Wherever a line below holds the word "enum", copy that line.
##### Provided data #####
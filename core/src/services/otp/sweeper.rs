//! Background sweeper for the OTP ledger
//!
//! Every ledger operation already sweeps lazily; the periodic task keeps
//! memory bounded when traffic is too low to trigger those sweeps.

use std::sync::Arc;
use std::time::Duration;

use tokio::task::JoinHandle;
use tracing::{error, info, warn};

use crate::errors::DomainResult;

use super::ledger::OtpLedger;
use super::types::SweepResult;

/// Configuration for the OTP sweeper
#[derive(Debug, Clone)]
pub struct OtpSweeperConfig {
    /// How often to sweep (in seconds)
    pub interval_seconds: u64,
    /// Whether to run the background task at all
    pub enabled: bool,
}

impl Default for OtpSweeperConfig {
    fn default() -> Self {
        Self {
            interval_seconds: 60,
            enabled: true,
        }
    }
}

impl OtpSweeperConfig {
    /// A zero interval disables the sweeper
    pub fn from_interval(interval_seconds: u64) -> Self {
        Self {
            interval_seconds,
            enabled: interval_seconds > 0,
        }
    }
}

/// Periodically sweeps an [`OtpLedger`]
pub struct OtpSweeper {
    ledger: Arc<OtpLedger>,
    config: OtpSweeperConfig,
}

impl OtpSweeper {
    pub fn new(ledger: Arc<OtpLedger>, config: OtpSweeperConfig) -> Self {
        Self { ledger, config }
    }

    /// Run a single sweep cycle
    pub fn run_once(&self) -> DomainResult<SweepResult> {
        let result = self.ledger.sweep()?;
        if result.removed > 0 {
            info!(
                removed = result.removed,
                remaining = result.remaining,
                event = "otp_sweep_completed",
                "Swept stale OTP challenges"
            );
        }
        Ok(result)
    }

    /// Start the sweeper as a background task
    ///
    /// Returns `None` when the sweeper is disabled.
    pub fn start_background_task(self: Arc<Self>) -> Option<JoinHandle<()>> {
        if !self.config.enabled || self.config.interval_seconds == 0 {
            warn!("OTP sweeper is disabled");
            return None;
        }

        let interval = Duration::from_secs(self.config.interval_seconds);

        Some(tokio::spawn(async move {
            info!(
                interval_seconds = self.config.interval_seconds,
                "OTP sweeper started"
            );

            let mut interval_timer = tokio::time::interval(interval);
            interval_timer.set_missed_tick_behavior(tokio::time::MissedTickBehavior::Delay);

            loop {
                interval_timer.tick().await;

                if let Err(e) = self.run_once() {
                    error!(error = %e, event = "otp_sweep_failed", "OTP sweep cycle failed");
                }
            }
        }))
    }
}
//! Authentication service module
//!
//! This module ties the OTP ledger to the rest of sign-in:
//! - Code delivery through a notification sink
//! - User creation or login refresh on successful verification
//! - Access token issuance

mod config;
mod service;

#[cfg(test)]
mod tests;

pub use config::AuthServiceConfig;
pub use service::AuthService;
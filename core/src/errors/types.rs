//! Domain-specific error types for OTP sign-in and token handling
//!
//! Each variant maps to a stable error code (see [`nest_shared::error_codes`])
//! so clients can decide between "resend" and "re-enter code" flows.

use nest_shared::error_codes;
use thiserror::Error;

/// Business outcomes of the OTP challenge/response protocol
#[derive(Error, Debug, Clone, PartialEq, Eq)]
pub enum OtpError {
    #[error("Too many pending codes for this number (limit {limit}); retry in {retry_after_seconds} seconds")]
    TooManyRequests { limit: usize, retry_after_seconds: i64 },

    #[error("Challenge not found")]
    ChallengeNotFound,

    #[error("Mobile number does not match the challenge")]
    SubjectMismatch,

    #[error("One-time code expired")]
    Expired,

    #[error("One-time code already used")]
    AlreadyConsumed,

    #[error("Maximum verification attempts exceeded")]
    AttemptsExceeded,

    #[error("Incorrect one-time code ({remaining_attempts} attempt(s) remaining)")]
    IncorrectCode { remaining_attempts: u32 },
}

impl OtpError {
    /// Stable code for API clients
    pub fn error_code(&self) -> &'static str {
        match self {
            OtpError::TooManyRequests { .. } => error_codes::TOO_MANY_REQUESTS,
            OtpError::ChallengeNotFound => error_codes::CHALLENGE_NOT_FOUND,
            OtpError::SubjectMismatch => error_codes::SUBJECT_MISMATCH,
            OtpError::Expired => error_codes::OTP_EXPIRED,
            OtpError::AlreadyConsumed => error_codes::OTP_ALREADY_USED,
            OtpError::AttemptsExceeded => error_codes::ATTEMPTS_EXCEEDED,
            OtpError::IncorrectCode { .. } => error_codes::INCORRECT_CODE,
        }
    }

    /// Message suitable for showing to the person signing in
    pub fn user_message(&self) -> String {
        match self {
            OtpError::TooManyRequests { .. } => {
                "You have reached the max OTP requests. Try after some time.".to_string()
            }
            OtpError::ChallengeNotFound | OtpError::SubjectMismatch => {
                "Invalid request or mobile number.".to_string()
            }
            OtpError::Expired => "OTP expired. Tap Resend to get a new code.".to_string(),
            OtpError::AlreadyConsumed => "This code was already used.".to_string(),
            OtpError::AttemptsExceeded => {
                "Maximum attempts exceeded. Request a new code.".to_string()
            }
            OtpError::IncorrectCode { remaining_attempts } => format!(
                "Wrong code, please try again. {} attempt(s) remaining.",
                remaining_attempts
            ),
        }
    }
}

/// Authentication errors raised around the OTP protocol
#[derive(Error, Debug, Clone, PartialEq, Eq)]
pub enum AuthError {
    #[error("Invalid mobile number format: {mobile}")]
    InvalidSubjectFormat { mobile: String },

    #[error("User account is inactive")]
    UserInactive,
}

impl AuthError {
    /// Stable code for API clients
    pub fn error_code(&self) -> &'static str {
        match self {
            AuthError::InvalidSubjectFormat { .. } => error_codes::INVALID_MOBILE,
            AuthError::UserInactive => error_codes::USER_INACTIVE,
        }
    }
}

/// Token-related errors
#[derive(Error, Debug, Clone, PartialEq, Eq)]
pub enum TokenError {
    #[error("Token expired")]
    TokenExpired,

    #[error("Invalid token")]
    InvalidToken,

    #[error("Token generation failed")]
    TokenGenerationFailed,
}

impl TokenError {
    /// Stable code for API clients
    pub fn error_code(&self) -> &'static str {
        match self {
            TokenError::TokenExpired => error_codes::TOKEN_EXPIRED,
            TokenError::InvalidToken => error_codes::TOKEN_INVALID,
            TokenError::TokenGenerationFailed => error_codes::INTERNAL_ERROR,
        }
    }
}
#####
Written answer ::
pub enum OtpError {
pub enum AuthError {
pub enum TokenError {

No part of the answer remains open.